→ **ACTION ITEM**: From the first line to the last, write out the records below exactly as they appear.

Stored items:
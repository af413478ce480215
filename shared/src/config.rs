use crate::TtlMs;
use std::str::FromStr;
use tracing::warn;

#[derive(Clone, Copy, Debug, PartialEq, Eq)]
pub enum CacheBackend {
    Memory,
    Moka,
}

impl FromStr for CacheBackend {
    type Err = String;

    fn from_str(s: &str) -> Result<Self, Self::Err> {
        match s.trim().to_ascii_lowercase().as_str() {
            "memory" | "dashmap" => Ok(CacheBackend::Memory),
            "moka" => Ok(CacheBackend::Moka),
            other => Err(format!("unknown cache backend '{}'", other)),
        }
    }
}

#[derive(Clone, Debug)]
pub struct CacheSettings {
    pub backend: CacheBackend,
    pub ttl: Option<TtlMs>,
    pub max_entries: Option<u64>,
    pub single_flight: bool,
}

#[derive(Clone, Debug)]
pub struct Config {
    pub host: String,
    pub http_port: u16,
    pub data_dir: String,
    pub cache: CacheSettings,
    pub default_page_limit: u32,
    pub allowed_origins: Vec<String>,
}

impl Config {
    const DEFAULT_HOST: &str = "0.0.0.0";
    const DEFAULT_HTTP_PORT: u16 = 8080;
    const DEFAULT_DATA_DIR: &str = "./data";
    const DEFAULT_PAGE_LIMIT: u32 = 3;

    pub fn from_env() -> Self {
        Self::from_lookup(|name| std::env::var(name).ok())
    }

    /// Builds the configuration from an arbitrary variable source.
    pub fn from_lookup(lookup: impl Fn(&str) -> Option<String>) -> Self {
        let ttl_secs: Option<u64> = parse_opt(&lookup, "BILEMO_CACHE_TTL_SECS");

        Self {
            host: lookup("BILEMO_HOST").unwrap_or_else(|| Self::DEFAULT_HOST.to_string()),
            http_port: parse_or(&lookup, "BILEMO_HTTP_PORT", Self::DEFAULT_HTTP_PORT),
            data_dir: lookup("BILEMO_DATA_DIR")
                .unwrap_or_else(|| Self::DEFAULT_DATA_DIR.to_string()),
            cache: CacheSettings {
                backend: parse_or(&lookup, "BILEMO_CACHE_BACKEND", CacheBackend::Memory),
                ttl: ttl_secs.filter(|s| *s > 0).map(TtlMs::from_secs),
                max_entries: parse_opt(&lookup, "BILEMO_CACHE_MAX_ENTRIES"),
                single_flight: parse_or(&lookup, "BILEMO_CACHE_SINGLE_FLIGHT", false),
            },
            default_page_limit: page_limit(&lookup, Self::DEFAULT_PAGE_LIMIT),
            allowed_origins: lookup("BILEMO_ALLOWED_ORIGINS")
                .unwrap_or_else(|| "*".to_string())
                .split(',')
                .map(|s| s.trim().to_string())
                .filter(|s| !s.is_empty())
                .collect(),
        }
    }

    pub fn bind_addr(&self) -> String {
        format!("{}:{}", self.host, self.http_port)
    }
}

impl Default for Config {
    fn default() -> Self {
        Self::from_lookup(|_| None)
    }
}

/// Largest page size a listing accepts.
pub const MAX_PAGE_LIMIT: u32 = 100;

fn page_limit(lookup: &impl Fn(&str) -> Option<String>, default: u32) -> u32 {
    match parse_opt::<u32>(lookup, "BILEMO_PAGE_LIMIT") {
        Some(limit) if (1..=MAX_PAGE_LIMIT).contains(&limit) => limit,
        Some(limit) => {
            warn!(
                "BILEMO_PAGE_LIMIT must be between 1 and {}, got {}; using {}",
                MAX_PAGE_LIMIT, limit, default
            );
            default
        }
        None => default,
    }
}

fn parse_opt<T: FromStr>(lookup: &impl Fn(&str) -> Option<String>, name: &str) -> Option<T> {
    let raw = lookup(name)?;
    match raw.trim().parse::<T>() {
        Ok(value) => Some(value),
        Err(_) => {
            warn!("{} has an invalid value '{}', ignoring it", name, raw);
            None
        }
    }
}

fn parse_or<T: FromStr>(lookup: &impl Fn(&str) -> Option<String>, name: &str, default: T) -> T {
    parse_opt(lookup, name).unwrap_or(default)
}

→ **ANSWER TO THIS TASK**:
repository af413478ce480215
filename shared/src/config.rs
use crate::TtlMs;
use std::str::FromStr;
use tracing::warn;

#[derive(Clone, Copy, Debug, PartialEq, Eq)]
pub enum CacheBackend {
    Memory,
    Moka,
}

impl FromStr for CacheBackend {
    type Err = String;

    fn from_str(s: &str) -> Result<Self, Self::Err> {
        match s.trim().to_ascii_lowercase().as_str() {
            "memory" | "dashmap" => Ok(CacheBackend::Memory),
            "moka" => Ok(CacheBackend::Moka),
            other => Err(format!("unknown cache backend '{}'", other)),
        }
    }
}

#[derive(Clone, Debug)]
pub struct CacheSettings {
    pub backend: CacheBackend,
    pub ttl: Option<TtlMs>,
    pub max_entries: Option<u64>,
    pub single_flight: bool,
}

#[derive(Clone, Debug)]
pub struct Config {
    pub host: String,
    pub http_port: u16,
    pub data_dir: String,
    pub cache: CacheSettings,
    pub default_page_limit: u32,
    pub allowed_origins: Vec<String>,
}

impl Config {
    const DEFAULT_HOST: &str = "0.0.0.0";
    const DEFAULT_HTTP_PORT: u16 = 8080;
    const DEFAULT_DATA_DIR: &str = "./data";
    const DEFAULT_PAGE_LIMIT: u32 = 3;

    pub fn from_env() -> Self {
        Self::from_lookup(|name| std::env::var(name).ok())
    }

    /// Builds the configuration from an arbitrary variable source.
    pub fn from_lookup(lookup: impl Fn(&str) -> Option<String>) -> Self {
        let ttl_secs: Option<u64> = parse_opt(&lookup, "BILEMO_CACHE_TTL_SECS");

        Self {
            host: lookup("BILEMO_HOST").unwrap_or_else(|| Self::DEFAULT_HOST.to_string()),
            http_port: parse_or(&lookup, "BILEMO_HTTP_PORT", Self::DEFAULT_HTTP_PORT),
            data_dir: lookup("BILEMO_DATA_DIR")
                .unwrap_or_else(|| Self::DEFAULT_DATA_DIR.to_string()),
            cache: CacheSettings {
                backend: parse_or(&lookup, "BILEMO_CACHE_BACKEND", CacheBackend::Memory),
                ttl: ttl_secs.filter(|s| *s > 0).map(TtlMs::from_secs),
                max_entries: parse_opt(&lookup, "BILEMO_CACHE_MAX_ENTRIES"),
                single_flight: parse_or(&lookup, "BILEMO_CACHE_SINGLE_FLIGHT", false),
            },
            default_page_limit: page_limit(&lookup, Self::DEFAULT_PAGE_LIMIT),
            allowed_origins: lookup("BILEMO_ALLOWED_ORIGINS")
                .unwrap_or_else(|| "*".to_string())
                .split(',')
                .map(|s| s.trim().to_string())
                .filter(|s| !s.is_empty())
                .collect(),
        }
    }

    pub fn bind_addr(&self) -> String {
        format!("{}:{}", self.host, self.http_port)
    }
}

impl Default for Config {
    fn default() -> Self {
        Self::from_lookup(|_| None)
    }
}

/// Largest page size a listing accepts.
pub const MAX_PAGE_LIMIT: u32 = 100;

fn page_limit(lookup: &impl Fn(&str) -> Option<String>, default: u32) -> u32 {
    match parse_opt::<u32>(lookup, "BILEMO_PAGE_LIMIT") {
        Some(limit) if (1..=MAX_PAGE_LIMIT).contains(&limit) => limit,
        Some(limit) => {
            warn!(
                "BILEMO_PAGE_LIMIT must be between 1 and {}, got {}; using {}",
                MAX_PAGE_LIMIT, limit, default
            );
            default
        }
        None => default,
    }
}

fn parse_opt<T: FromStr>(lookup: &impl Fn(&str) -> Option<String>, name: &str) -> Option<T> {
    let raw = lookup(name)?;
    match raw.trim().parse::<T>() {
        Ok(value) => Some(value),
        Err(_) => {
            warn!("{} has an invalid value '{}', ignoring it", name, raw);
            None
        }
    }
}

fn parse_or<T: FromStr>(lookup: &impl Fn(&str) -> Option<String>, name: &str, default: T) -> T {
    parse_opt(lookup, name).unwrap_or(default)
}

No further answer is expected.